Molto spesso percepiamo, a livello quasi inconscio, certe verità, ma poi ci aspettiamo che qualcuno, dall’esterno, magari avvalorato da ricerche “scientifiche” impreziosite da titoli altisonanti, ci confermi quello che dentro avevamo già immaginato, o meglio, “intuito“, dal latino in-tueor, messo dentro. Non c’è bisogna che uno studio del MIT di Boston ci dica che chi si arrabbia più spesso vive peggio, o muore prima, o si ammala con maggior probabilità: ci sembra abbastanza evidente.
Però ogni tanto fa piacere che anche questi “scienziati” mettano il bollino a delle verità che ci parevano scontate, specialmente quando le scoperte riguardano malattie che, al giorno d’oggi, sembrano essere appannaggio della farmaceutica, per la loro cura: “A pill for every ill” una pillola per ogni malattia, sembra essere lo slogan della medicina moderna.
E così, tanto per citarne uno, riporto il caso della cittadina di Roseto, negli USA, che attirò l’attenzione di due medici ricercatori, Stewart Wolf e J.G. Bruhn, che osservarono come il tasso di morte, di attacchi di cuore sotto i 40 anni e di altri parametri erano sostanzialmente migliori di quelli del resto d’America. Fecero quindi delle indagini sulle abitudini alimentari e sugli stili di vita dei rosetani e scoprirono che, in quanto a cibo, fumo, sedentarietà e ad altri elementi normalmente considerati concause, i rosetani erano in tutto e per tutto simili agli altri americani.
Ma c’era una differenza sostanziale: gli abitanti di questa cittadina erano tutti italiani, che praticavano una intensa vita sociale, vivevano in famiglie allargate, dove spesso convivevano tre generazioni, l’attività di comunità era molto sviluppata, sia fra famiglie che in parrocchia, e soprattutto non c’era nessuna ostetazione di ricchezza e tantomeno divisione in classi sociali (pur essendoci, ovviamente, chi era più ricco degli altri). A riprova del diretto rapporto di causa ed effetto, la controprova: nel giro di pochi anni, una generazione o poco più, man mano che la cultura dominante americana prese piede anche a Roseto, i parametri di cui sopra (infarti, morte, ecc.) tornarono a livelli “standard” USA.

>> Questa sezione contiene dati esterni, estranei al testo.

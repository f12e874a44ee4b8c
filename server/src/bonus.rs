//! Bonus ledger
//!
//! Bonuses are granted by game logic; they are only spent by the penalty
//! clock so the absorb-or-apply decision stays atomic.

use crate::error::{DispatchError, Result};
use crate::registry::Registry;
use std::sync::Arc;
use tracing::info;

pub struct BonusLedger {
    registry: Arc<Registry>,
}

impl BonusLedger {
    pub fn new(registry: Arc<Registry>) -> Self {
        Self { registry }
    }

    /// Grant `count` bonuses and return the new total
    pub async fn add_bonus(&self, name: &str, count: u32) -> Result<u32> {
        if count == 0 {
            return Err(DispatchError::ValidationError("bonus count must be at least 1".into()));
        }

        let total = self
            .registry
            .with_player(name, |player| player.penalty.add_bonus(count))
            .await?;
        info!(player = name, count, total, "bonus granted");
        Ok(total)
    }

    pub async fn get_bonus(&self, name: &str) -> Result<u32> {
        self.registry
            .with_player(name, |player| player.penalty.bonus())
            .await
    }
}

Quindi la salute sembra essere in diretta correlazione non tanto con il cibo (seppure importante, soprattutto nel momento in cui ci si nutre di cibi industriali impoveriti ed avvelenati) quanto con la capacità di condivisione e di fare comunità. E a pensarci bene, se dovessimo descrivere la felicità, cosa esiste di più bello ed efficace, per svilupparla, che occuparsi degli altri? Noi che siamo genitori abbiamo avuto tutti l’esperienza dell’immensa gioia di occuparsi di questi esserini, meravigliosi, che all’inizio ci chiedono tutto, e -apparentemente- non ci danno niente. Ma cominciando così, ci si rende conto che è nell’atto gratuito e disinteressato verso il prossimo che troviamo la nostra massima realizzazione e la nostra massima felicità. All’inizio “facciamo pratica” con i pargoli, per poi scoprire, man mano che crescono, che la stessa gioia, lo stesso appagamento si prova anche nel dono gratuito verso chi non è nella nostra discendenza diretta.

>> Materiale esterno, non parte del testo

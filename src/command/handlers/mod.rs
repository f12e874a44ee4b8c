//! Command handlers for different actions

mod status;

pub use status::StatusHandler;

use super::CommandResult;
use async_trait::async_trait;
use serde_json::{Map, Value};

/// Context passed to command handlers
#[derive(Debug, Clone)]
pub struct HandlerContext {
    pub robot_id: String,
    pub uptime_ms: u64,
    pub commands_executed: u64,
}

/// Executes one `action` of the robot's command vocabulary
#[async_trait]
pub trait CommandHandler: Send + Sync {
    /// Value of `payload.action` this handler serves
    fn action(&self) -> &'static str;

    async fn handle(&self, ctx: &HandlerContext, payload: &Map<String, Value>) -> CommandResult;
}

E la comunità, il posto dei tanti “prossimi“, è l’ambiente ideale dove la condivisione, data e ricevuta, rimbalza moltiplicandosi e irraggiando felicità, salute e benessere in tutti i suoi componenti.

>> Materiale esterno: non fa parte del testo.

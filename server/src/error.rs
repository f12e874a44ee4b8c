//! Dispatcher error kinds

use thiserror::Error;

/// Errors surfaced by the registry, penalty clock, bonus ledger and relay
#[derive(Error, Debug, Clone, PartialEq, Eq)]
pub enum DispatchError {
    #[error("Player not registered: {0}")]
    NotFound(String),

    #[error("Authentication failed for player {0}")]
    AuthFailed(String),

    #[error("Robot unreachable at {endpoint}: {reason}")]
    Unreachable { endpoint: String, reason: String },

    #[error("Player {name} is penalized for another {remaining_ms}ms")]
    Penalized { name: String, remaining_ms: u64 },

    #[error("Robot does not implement command: {0}")]
    NotImplemented(String),

    #[error("Robot internal error: {0}")]
    RobotInternalError(String),

    #[error("Validation error: {0}")]
    ValidationError(String),
}

pub type Result<T> = std::result::Result<T, DispatchError>;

Meno male che c’è lo studio di Stewart Wolf e J.G. Bruhn a confermarcelo!
Anche: Ovodda (Sardegna), Okinawa (Giappone), Loma Linda (California), Abkhazia (Georgia caucasica), Vilcabamba (Equador), Hunza (Pakistan).
Regole:
– mangiare sano > dieta vegetale e crudista – alcuni qualcosa però di carne mangiano, ma molto poco.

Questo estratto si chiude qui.